REQUIRED WORK >> Below is a set of entries. Print the line that contains "pub mod error;" and every later line word for word, through the final one.

┌──

//! Wildflower gift-card engine library.
//!
//! This crate provides the gift-card lifecycle and wallet ledger engine
//! as a library, allowing it to be tested and embedded. The binary in
//! `main.rs` wires it to `PostgreSQL` and serves the HTTP surface.

#![cfg_attr(not(test), forbid(unsafe_code))]

pub mod config;
pub mod db;
pub mod error;
pub mod middleware;
pub mod models;
pub mod routes;
pub mod services;
pub mod state;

└──

ANSWER AREA >>
pub mod error;
pub mod middleware;
pub mod models;
pub mod routes;
pub mod services;
pub mod state;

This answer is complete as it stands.